§ **Stored items**
═══
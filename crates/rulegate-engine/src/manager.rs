//! The policy execution engine.

use std::sync::Arc;
use std::time::Instant;

use tokio_util::sync::CancellationToken;
use tracing::{error, info};
use uuid::Uuid;

use rulegate_types::{engine_version, PolicyExecutionResult, RuleExecutionResult};

use crate::error::EngineError;
use crate::model::{Policy, Rule};
use crate::repository::PolicyResultsRepository;
use crate::results::{RuleOutcome, RuleResultBuilder};
use crate::telemetry;

/// Drives rule-by-rule evaluation of one [`Policy`] against request values.
///
/// The policy is read-only for the manager's lifetime, so one manager may
/// serve any number of concurrent executions; the results repository must
/// itself be safe for concurrent invocation.
pub struct PolicyManager<T> {
    policy: Policy<T>,
    repository: Arc<dyn PolicyResultsRepository<T>>,
}

impl<T: Send + Sync> PolicyManager<T> {
    pub fn new(policy: Policy<T>, repository: Arc<dyn PolicyResultsRepository<T>>) -> Self {
        Self { policy, repository }
    }

    pub fn policy(&self) -> &Policy<T> {
        &self.policy
    }

    /// Evaluates every rule of the policy, strictly in declaration order.
    ///
    /// There is no fail-fast: all rules always run to completion for a given
    /// request, and the aggregate `passed` is the AND over all rule outcomes
    /// (vacuously true for an empty rule set). Persistence is best-effort; a
    /// repository fault is logged and absorbed, never surfaced.
    pub async fn execute_policy(
        &self,
        correlation_id: &str,
        execution_context_id: Uuid,
        request: &T,
        token: CancellationToken,
    ) -> PolicyExecutionResult {
        info!(
            "executing [{}]:[{}] for [{}]",
            self.policy.id, self.policy.name, execution_context_id
        );

        let started = Instant::now();

        let mut results = Vec::with_capacity(self.policy.rules.len());
        for rule in &self.policy.rules {
            let result = self
                .execute_rule_inner(rule, execution_context_id, request, token.clone())
                .await;
            results.push(result);
        }

        let passed = results.iter().all(|r| r.passed);
        let result = PolicyExecutionResult {
            rule_context_id: execution_context_id,
            correlation_id: correlation_id.to_string(),
            policy_id: self.policy.id.clone(),
            policy_name: self.policy.name.clone(),
            version: engine_version(),
            rule_execution_results: results,
            passed,
        };

        let elapsed = started.elapsed();

        self.try_persist_results(request, &result).await;
        telemetry::record_policy_execution(&self.policy.id, elapsed);

        result
    }

    /// Evaluates a single rule by id.
    ///
    /// Fails with [`EngineError::RuleNotFound`] if the policy has no such
    /// rule — the one configuration error this engine does not swallow. No
    /// aggregation, no persistence, no policy-level telemetry.
    pub async fn execute_rule(
        &self,
        rule_id: &str,
        correlation_id: &str,
        execution_context_id: Uuid,
        request: &T,
        token: CancellationToken,
    ) -> Result<RuleExecutionResult, EngineError> {
        info!(
            "executing [{rule_id}] for [{execution_context_id}] (correlation [{correlation_id}])"
        );

        let rule = self
            .policy
            .rules
            .iter()
            .find(|r| r.id == rule_id)
            .ok_or_else(|| EngineError::RuleNotFound {
                rule_id: rule_id.to_string(),
            })?;

        Ok(self
            .execute_rule_inner(rule, execution_context_id, request, token)
            .await)
    }

    async fn try_persist_results(&self, request: &T, result: &PolicyExecutionResult) {
        if let Err(err) = self.repository.persist_results(request, result).await {
            error!(
                "an error occurred writing the results for [{}]: {err:#}",
                result.rule_context_id
            );
        }
    }

    /// Shared per-rule evaluation routine.
    ///
    /// Exactly one attempt per call: the predicate's `Ok(true)` is success,
    /// `Ok(false)` is failure (with the lazily generated failure message),
    /// and `Err` is a captured fault that never propagates past the rule.
    async fn execute_rule_inner(
        &self,
        rule: &Rule<T>,
        execution_context_id: Uuid,
        request: &T,
        token: CancellationToken,
    ) -> RuleExecutionResult {
        info!(
            "... executing [{}]:[{}] for [{}]",
            rule.id, rule.name, execution_context_id
        );

        let builder = RuleResultBuilder::new(&rule.id, &rule.name, rule.description.as_deref());

        let started = Instant::now();
        let outcome = match (rule.source)(request, token).await {
            Ok(true) => RuleOutcome::Passed,
            Ok(false) => RuleOutcome::Failed(
                rule.failure_message.as_ref().map(|message| message(request)),
            ),
            Err(err) => {
                error!(
                    "an error occurred executing [{}]:[{}]: {err:#}",
                    rule.id, rule.name
                );
                RuleOutcome::Faulted(err)
            }
        };
        let elapsed = started.elapsed();

        telemetry::record_rule_execution(&self.policy.id, &rule.id, elapsed);

        builder.finish(outcome, elapsed)
    }
}
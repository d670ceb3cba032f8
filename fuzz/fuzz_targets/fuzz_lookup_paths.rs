//! Fuzz target for nested lookup insertion, navigation, and coercion.
//!
//! Goal: The lookup should **never panic** on any sequence of operations.
//! Empty paths and bad coercions may return errors, but panics are
//! unacceptable.
//!
//! Run with:
//! ```bash
//! cargo +nightly fuzz run fuzz_lookup_paths
//! ```

#![no_main]

use arbitrary::Arbitrary;
use libfuzzer_sys::fuzz_target;

use rulegate_engine::{LookupValue, NestedLookup};

#[derive(Arbitrary, Debug)]
enum ValueSpec {
    Int(i64),
    Float(f64),
    Bool(bool),
    Str(String),
}

impl From<ValueSpec> for LookupValue {
    fn from(spec: ValueSpec) -> Self {
        match spec {
            ValueSpec::Int(v) => LookupValue::from(v),
            ValueSpec::Float(v) => LookupValue::from(v),
            ValueSpec::Bool(v) => LookupValue::from(v),
            ValueSpec::Str(v) => LookupValue::from(v),
        }
    }
}

/// Structured input: insertions interleaved with navigation reads.
#[derive(Arbitrary, Debug)]
struct LookupInput {
    inserts: Vec<(Vec<String>, ValueSpec)>,
    reads: Vec<Vec<String>>,
}

fuzz_target!(|input: LookupInput| {
    // Limit input size to avoid OOM and keep fuzzing fast
    if input.inserts.len() > 50 || input.reads.len() > 50 {
        return;
    }
    if input
        .inserts
        .iter()
        .map(|(path, _)| path)
        .chain(input.reads.iter())
        .any(|path| path.len() > 8 || path.iter().any(|key| key.len() > 64))
    {
        return;
    }

    let lookup = NestedLookup::<String>::default();

    for (path, value) in input.inserts {
        // Errors (empty paths) are fine; panics are not.
        let _ = lookup.insert(path, LookupValue::from(value));
    }

    for path in input.reads {
        let mut node = lookup.at(path.first().cloned().unwrap_or_default());
        for key in path.into_iter().skip(1) {
            let next = node.at(key);
            node = next;
        }
        // Coercions must never panic, whatever is stored.
        let _ = node.as_i64();
        let _ = node.as_f64();
        let _ = node.as_bool();
        let _ = node.as_str();
        let _ = node.is_defined(String::new());
    }
});
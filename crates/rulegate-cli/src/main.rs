//! CLI entry point for rulegate.
//!
//! This binary is intentionally thin: it handles argument parsing, I/O, and
//! exit codes. Evaluation lives in `rulegate-engine`; the policy it runs is
//! the sample mortgage policy from `rulegate-samples`.

use std::fs;
use std::process::ExitCode;
use std::sync::Arc;
use std::time::Duration;

use anyhow::Context;
use camino::Utf8PathBuf;
use clap::{Parser, Subcommand};
use time::OffsetDateTime;
use uuid::Uuid;

use rulegate_engine::{
    CancellationToken, DefaultResultsRepository, NestedLookup, PolicyManager,
};
use rulegate_samples::{mortgage_lookups, mortgage_policy, MortgageApplication};
use rulegate_types::ids::{SCHEMA_REPORT_V1, TOOL_NAME};
use rulegate_types::{ReportEnvelope, ToolMeta};

#[derive(Parser, Debug)]
#[command(
    name = "rulegate",
    version,
    about = "Evaluate the sample mortgage policy and emit an execution report"
)]
struct Cli {
    /// Path to the mortgage application JSON file.
    #[arg(long)]
    input: Utf8PathBuf,

    /// TOML file overriding threshold lookups, e.g. `[Default.FTB]` with
    /// `MinLoan = 150000`.
    #[arg(long)]
    lookups: Option<Utf8PathBuf>,

    /// Correlation id attached to the execution; generated when omitted.
    #[arg(long)]
    correlation_id: Option<String>,

    /// Cancel in-flight rule checks after this many milliseconds.
    #[arg(long)]
    timeout_ms: Option<u64>,

    #[command(subcommand)]
    cmd: Commands,
}

#[derive(Subcommand, Debug)]
enum Commands {
    /// Evaluate the whole policy and write a JSON report artifact.
    Evaluate {
        /// Where to write the JSON report.
        #[arg(long, default_value = "artifacts/rulegate/report.json")]
        report_out: Utf8PathBuf,
    },

    /// Evaluate a single rule by id and print its result to stdout.
    Rule { rule_id: String },
}

fn main() -> ExitCode {
    tracing_subscriber::fmt()
        .with_env_filter(tracing_subscriber::EnvFilter::from_default_env())
        .with_writer(std::io::stderr)
        .init();

    match run() {
        Ok(code) => code,
        Err(err) => {
            eprintln!("rulegate: {err:#}");
            ExitCode::from(2)
        }
    }
}

fn run() -> anyhow::Result<ExitCode> {
    let cli = Cli::parse();

    let input = fs::read_to_string(&cli.input)
        .with_context(|| format!("read application file {}", cli.input))?;
    let application: MortgageApplication =
        serde_json::from_str(&input).context("parse application JSON")?;

    let lookups = mortgage_lookups();
    if let Some(path) = &cli.lookups {
        let text =
            fs::read_to_string(path).with_context(|| format!("read lookups file {path}"))?;
        apply_lookup_overrides(&lookups, &text).context("apply lookup overrides")?;
    }

    let policy = mortgage_policy(Arc::new(lookups));
    let manager = PolicyManager::new(policy, Arc::new(DefaultResultsRepository));

    let correlation_id = cli
        .correlation_id
        .clone()
        .unwrap_or_else(|| Uuid::new_v4().to_string());
    let execution_context_id = Uuid::new_v4();

    let runtime = tokio::runtime::Builder::new_current_thread()
        .enable_time()
        .build()
        .context("build tokio runtime")?;

    runtime.block_on(async {
        let token = CancellationToken::new();
        if let Some(timeout_ms) = cli.timeout_ms {
            let deadline = token.clone();
            tokio::spawn(async move {
                tokio::time::sleep(Duration::from_millis(timeout_ms)).await;
                deadline.cancel();
            });
        }

        match &cli.cmd {
            Commands::Evaluate { report_out } => {
                let started_at = OffsetDateTime::now_utc();
                let result = manager
                    .execute_policy(&correlation_id, execution_context_id, &application, token)
                    .await;
                let finished_at = OffsetDateTime::now_utc();

                for rule in &result.rule_execution_results {
                    let verdict = if rule.passed { "pass" } else { "fail" };
                    match &rule.message {
                        Some(message) => {
                            println!("[{}] {}: {verdict} ({message})", rule.id, rule.name)
                        }
                        None => println!("[{}] {}: {verdict}", rule.id, rule.name),
                    }
                }

                let envelope = ReportEnvelope {
                    schema: SCHEMA_REPORT_V1.to_string(),
                    tool: ToolMeta {
                        name: TOOL_NAME.to_string(),
                        version: env!("CARGO_PKG_VERSION").to_string(),
                    },
                    started_at,
                    finished_at,
                    result,
                };

                if let Some(parent) = report_out.parent() {
                    fs::create_dir_all(parent)
                        .with_context(|| format!("create report directory {parent}"))?;
                }
                let mut json =
                    serde_json::to_string_pretty(&envelope).context("serialize report")?;
                json.push('\n');
                fs::write(report_out, json)
                    .with_context(|| format!("write report to {report_out}"))?;

                let verdict = if envelope.result.passed {
                    "passed"
                } else {
                    "failed"
                };
                println!("{}: {verdict}", envelope.result.policy_name);

                Ok(exit_code(envelope.result.passed))
            }
            Commands::Rule { rule_id } => {
                let result = manager
                    .execute_rule(
                        rule_id,
                        &correlation_id,
                        execution_context_id,
                        &application,
                        token,
                    )
                    .await?;

                println!("{}", serde_json::to_string_pretty(&result)?);

                Ok(exit_code(result.passed))
            }
        }
    })
}

fn exit_code(passed: bool) -> ExitCode {
    if passed {
        ExitCode::SUCCESS
    } else {
        ExitCode::from(1)
    }
}

/// Applies nested TOML tables onto the threshold lookup: every scalar leaf
/// overwrites the value at its table path.
fn apply_lookup_overrides(lookups: &NestedLookup<String>, text: &str) -> anyhow::Result<()> {
    let value: toml::Value = toml::from_str(text).context("parse TOML")?;
    let toml::Value::Table(table) = value else {
        anyhow::bail!("overrides must be a TOML table");
    };

    let mut path = Vec::new();
    apply_table(lookups, &mut path, &table)
}

fn apply_table(
    lookups: &NestedLookup<String>,
    path: &mut Vec<String>,
    table: &toml::Table,
) -> anyhow::Result<()> {
    for (key, value) in table {
        path.push(key.clone());
        match value {
            toml::Value::Table(nested) => apply_table(lookups, path, nested)?,
            toml::Value::Integer(v) => lookups.insert(path.iter().cloned(), *v)?,
            toml::Value::Float(v) => lookups.insert(path.iter().cloned(), *v)?,
            toml::Value::Boolean(v) => lookups.insert(path.iter().cloned(), *v)?,
            toml::Value::String(v) => lookups.insert(path.iter().cloned(), v.clone())?,
            _ => anyhow::bail!("unsupported override value at [{}]", path.join(".")),
        }
        path.pop();
    }
    Ok(())
}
═══
§ **The task**
Which lines in the records above contain the string "Debug"? Copy each one.

§ **Response box**
#[derive(Arbitrary, Debug)]
#[derive(Arbitrary, Debug)]
#[derive(Parser, Debug)]
#[derive(Subcommand, Debug)]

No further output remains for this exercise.